# Part 1 of Lighted nock use in Oregon and Washington



## viperzulu (Mar 14, 2010)

This is the first part to a topic I posted earlier today:

I live out west, Oregon to be exact and I have a couple of questions and [email protected]*&$# to get out.
I have for a few years now been seeing all of our sporting goods stores out here selling both mechanical broad heads and lighted nocks. According to our game laws out here you are not allowed to use ANY lighted devices or any broad head that is NOT FIXED/SOLID Blade, no “moving” blades. So now being the bull headed person that I am (according to my wife) I could not let this go any longer, I need to know for my own peace of mind why, so I called the Game Department for Washington State. The Gods of Common Sense must have been with me, because I spoke to the person who is the “Rules Coordinator” for the Game Dept., So I asked her, why can’t we use lighted nocks on our arrows? And this is what she tells me, “You can’t use them because it gives the human the unfair advantage over the animal” so I said ok, so I repeat her answer to her just to make sure I heard her right, and she says correct. Now I guess I could understand that if I was using it for “a sighting apparatus” I told her, but a lighted nock is to aid the hunter in finding their arrow and to aid them in a starting point for tracking purpose, right?
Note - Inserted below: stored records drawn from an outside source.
// Copyright 2026 the Glint Authors
// SPDX-License-Identifier: Apache-2.0 OR MIT

//! Viewport-triggered UI event orchestration for a marketing page.
//!
//! `glint_core` holds every behaviour of the page as plain data and state
//! machines, with no platform calls. It is `no_std` compatible (with `alloc`)
//! and stores element state in struct-of-arrays form behind index handles.
//!
//! # Architecture
//!
//! Backends feed signals in, pump timers and frames, and present the
//! resulting element changes:
//!
//! ```text
//!   Backend (listeners, observers)
//!       │
//!       ▼
//!   Signal ──► Page::dispatch() ──► Registry (throttles) ──► handlers
//!                                                              │
//!   timer ──► Page::advance() ─┐                               │
//!   frame ──► Page::frame() ───┤◄── TaskQueue ◄────────────────┘
//!                              ▼
//!   ElementStore::evaluate() ──► ElementChanges ──► Presenter::apply()
//! ```
//!
//! **[`element`]**: Struct-of-arrays element store. Controllers write class
//! flags, text, inline style, disabled state, and values; mutations mark
//! [`dirty`] channels that evaluation drains.
//!
//! **[`schedule`]**: Deterministic timer and frame-callback queue.
//!
//! **[`throttle`]**: Leading-edge [`RateLimiter`](throttle::RateLimiter).
//!
//! **[`visibility`]**: One-shot [`VisibilityWatcher`](visibility::VisibilityWatcher)
//! with a degraded mode for hosts without an observation primitive.
//!
//! **[`reveal`]**, **[`counter`]**, **[`scroll`]**, **[`parallax`]**,
//! **[`lightbox`]**, **[`menu`]**, **[`form`]**, **[`typewriter`]**: The
//! page behaviours.
//!
//! **[`registry`]**: Signals and the handler registration table.
//!
//! **[`page`]**: [`Page`](page::Page) wires all of the above together.
//!
//! **[`backend`]**: The [`Presenter`](backend::Presenter) and
//! [`Layout`](backend::Layout) traits that platform backends implement.
//!
//! **[`trace`]**: [`TraceSink`](trace::TraceSink) trait and event types for
//! orchestration instrumentation, with zero-overhead
//! [`Tracer`](trace::Tracer) wrapper.
//!
//! # Crate features
//!
//! - `std` (disabled by default): Enables `std` support in dependencies.
//! - `trace` (disabled by default): Enables `Tracer` method bodies (one branch
//!   per call site).

#![no_std]
#![cfg_attr(docsrs, feature(doc_auto_cfg))]

extern crate alloc;

pub mod backend;
pub mod config;
pub mod counter;
pub mod dirty;
pub mod element;
pub mod form;
pub mod lightbox;
pub mod menu;
pub mod page;
pub mod parallax;
pub mod registry;
pub mod reveal;
pub mod schedule;
pub mod scroll;
pub mod throttle;
pub mod time;
pub mod trace;
pub mod typewriter;
pub mod visibility;
impl FieldError {
    /// User-facing message for this error on `field`.
    #[must_use]
    pub const fn message(self, field: Field) -> &'static str {
        match (self, field) {
            (Self::Required, Field::ParentName) => "Parent name is required.",
            (Self::Required, Field::Phone) => "Phone number is required.",
            (Self::Required, Field::ChildName) => "Child's name is required.",
            (Self::Required, Field::Email) => "Email is required.",
            (Self::Required | Self::MustSelect, Field::ClassApplying) | (Self::MustSelect, _) => {
                "Please select a class."
            }
            (Self::InvalidName, _) => "Please enter a valid name.",
            (Self::InvalidPhone, _) => "Enter a valid 10-digit Indian mobile number.",
            (Self::InvalidEmail, _) => "Please enter a valid email address.",
        }
    }
}

/// Raw field values.
#[derive(Clone, Debug, Default, PartialEq, Eq)]
pub struct FormFields {
    /// Parent's name.
    pub parent_name: String,
    /// Contact phone.
    pub phone: String,
    /// Contact email.
    pub email: String,
    /// Child's name.
    pub child_name: String,
    /// Selected class.
    pub class_applying: String,
}

impl FormFields {
    /// Value of `field`.
    #[must_use]
    pub fn get(&self, field: Field) -> &str {
        match field {
            Field::ParentName => &self.parent_name,
            Field::Phone => &self.phone,
            Field::Email => &self.email,
            Field::ChildName => &self.child_name,
            Field::ClassApplying => &self.class_applying,
        }
    }

    fn slot(&mut self, field: Field) -> &mut String {
        match field {
            Field::ParentName => &mut self.parent_name,
            Field::Phone => &mut self.phone,
            Field::Email => &mut self.email,
            Field::ChildName => &mut self.child_name,
            Field::ClassApplying => &mut self.class_applying,
        }
    }
}

/// Outcome of [`validate`].
#[derive(Clone, Debug, Default, PartialEq, Eq)]
pub struct Validation {
    errors: BTreeMap<Field, FieldError>,
}

impl Validation {
    /// Returns `true` when no field failed.
    #[must_use]
    pub fn is_valid(&self) -> bool {
        self.errors.is_empty()
    }

    /// The error for `field`, if any.
    #[must_use]
    pub fn error(&self, field: Field) -> Option<FieldError> {
        self.errors.get(&field).copied()
    }

    /// Message for `field`; empty when the field passed.
    #[must_use]
    pub fn message(&self, field: Field) -> &'static str {
        self.error(field).map_or("", |e| e.message(field))
    }

    /// All failures, in form order.
    #[must_use]
    pub fn errors(&self) -> &BTreeMap<Field, FieldError> {
        &self.errors
    }
}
Well the next thing she says to me is can you hold on for a minute, and before I could say sure, she already had me transferred to someone else. So I ask the next voice on the phone, same questions, in the same order and he begins to explain to me that the reason we cannot use any electronic items on a bow or arrow is due to the people of the “Pope and Young/ Boone and Crockett Record Keepers” as he called them, and the second question was answered by "It flies to much like a field point and would give a better advantage to the hunter".. Now has anyone out there ever heard of this kind of “lame” reason? 
If anyone has please let me know I would love to hear what you have to say, also if anyone out there in Oregon or Washington has any contact info on who to talk with about trying to get this rule changed out here in our states (I say this because I have family in Washington and I use to live there as well) I would like to hear from you as well, or if any of the rest of you out there has any idea where a person could start to get this rule changed, I would like to hear from you all too. I know this is pretty long winded but I needed to get this out there, these are the kinds of people who are starting to run our game departments and ruin our hunting and fishing rights. Thanks for your time and patience.


----------



## OregonSlinger (Jan 1, 2011)

I asked the same question to numerous ODFW workers and didnt get a decent response. The best answer I got about expandables/ mechanical BH's was you can preditor hunt with them. But the lighted nocks question I have yet to get any response that made any sence. The answers you got was the same as I got. Word of advice though if you try to ask OSP a question and you even give them a strange look or repeat the question, they will just turn in to complete *****holes and try the standard OSP power trip


----------